The problem - Show the lines of the material that contain the word "super".

Material for the task -
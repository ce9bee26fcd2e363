//! Terrain edit engine
//!
//! Every edit resolves its region, records only the cells whose value
//! actually changes, applies them and pushes a single `TerrainAction`.
//! Edits that change nothing leave the history alone.

use crate::core::config::EngineConfig;
use crate::core::types::TerrainKind;
use crate::spatial::grid::MapGrid;

use super::brush::EditRegion;
use super::history::{EditHistory, HeightChange, TerrainAction, TerrainChange};

#[derive(Debug, Clone)]
pub struct TerrainEditor {
    history: EditHistory,
    min_height: f32,
    max_height: f32,
}

impl TerrainEditor {
    pub fn new(config: &EngineConfig) -> Self {
        Self {
            history: EditHistory::new(config.undo_capacity),
            min_height: config.min_height,
            max_height: config.max_height,
        }
    }

    pub fn history(&self) -> &EditHistory {
        &self.history
    }

    pub fn height_range(&self) -> (f32, f32) {
        (self.min_height, self.max_height)
    }

    /// Add `amount` to every cell in the region. Returns the number of cells changed.
    pub fn raise_by(&mut self, grid: &mut MapGrid, region: &EditRegion, amount: f32) -> usize {
        self.edit_heights(grid, region, |h| h + amount)
    }

    pub fn lower_by(&mut self, grid: &mut MapGrid, region: &EditRegion, amount: f32) -> usize {
        self.edit_heights(grid, region, |h| h - amount)
    }

    /// Set every cell in the region to `target`
    pub fn flatten_to(&mut self, grid: &mut MapGrid, region: &EditRegion, target: f32) -> usize {
        self.edit_heights(grid, region, |_| target)
    }

    /// Paint the region with one terrain kind
    pub fn paint(
        &mut self,
        grid: &mut MapGrid,
        region: &EditRegion,
        terrain: TerrainKind,
    ) -> usize {
        let changes: Vec<_> = region
            .resolve(grid)
            .into_iter()
            .filter_map(|coord| {
                let before = grid.terrain(coord)?;
                (before != terrain).then_some(TerrainChange {
                    coord,
                    before,
                    after: terrain,
                })
            })
            .collect();
        self.commit(grid, TerrainAction::Paint { changes })
    }

    /// Revert the most recent action. No-op on an empty stack.
    pub fn undo(&mut self, grid: &mut MapGrid) -> bool {
        let Some(action) = self.history.pop_undo() else {
            return false;
        };
        action.revert(grid);
        tracing::debug!(cells = action.len(), "terrain undo");
        self.history.push_redo(action);
        true
    }

    /// Re-apply the most recently undone action. No-op on an empty stack.
    pub fn redo(&mut self, grid: &mut MapGrid) -> bool {
        let Some(action) = self.history.pop_redo() else {
            return false;
        };
        action.apply(grid);
        tracing::debug!(cells = action.len(), "terrain redo");
        self.history.push_undo_no_clear(action);
        true
    }

    pub fn can_undo(&self) -> bool {
        self.history.can_undo()
    }

    pub fn can_redo(&self) -> bool {
        self.history.can_redo()
    }

    pub fn clear_history(&mut self) {
        self.history.clear();
    }

    fn edit_heights(
        &mut self,
        grid: &mut MapGrid,
        region: &EditRegion,
        edit: impl Fn(f32) -> f32,
    ) -> usize {
        let (min, max) = (self.min_height, self.max_height);
        let changes: Vec<_> = region
            .resolve(grid)
            .into_iter()
            .filter_map(|coord| {
                let before = grid.height(coord);
                let after = edit(before).clamp(min, max);
                (after != before).then_some(HeightChange { coord, before, after })
            })
            .collect();
        self.commit(grid, TerrainAction::Elevation { changes })
    }

    fn commit(&mut self, grid: &mut MapGrid, action: TerrainAction) -> usize {
        let changed = action.len();
        if changed == 0 {
            return 0;
        }
        action.apply(grid);
        self.history.push(action);
        changed
    }
}

impl Default for TerrainEditor {
    fn default() -> Self {
        Self::new(&EngineConfig::default())
    }
}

Answer below -
use super::brush::EditRegion;
use super::history::{EditHistory, HeightChange, TerrainAction, TerrainChange};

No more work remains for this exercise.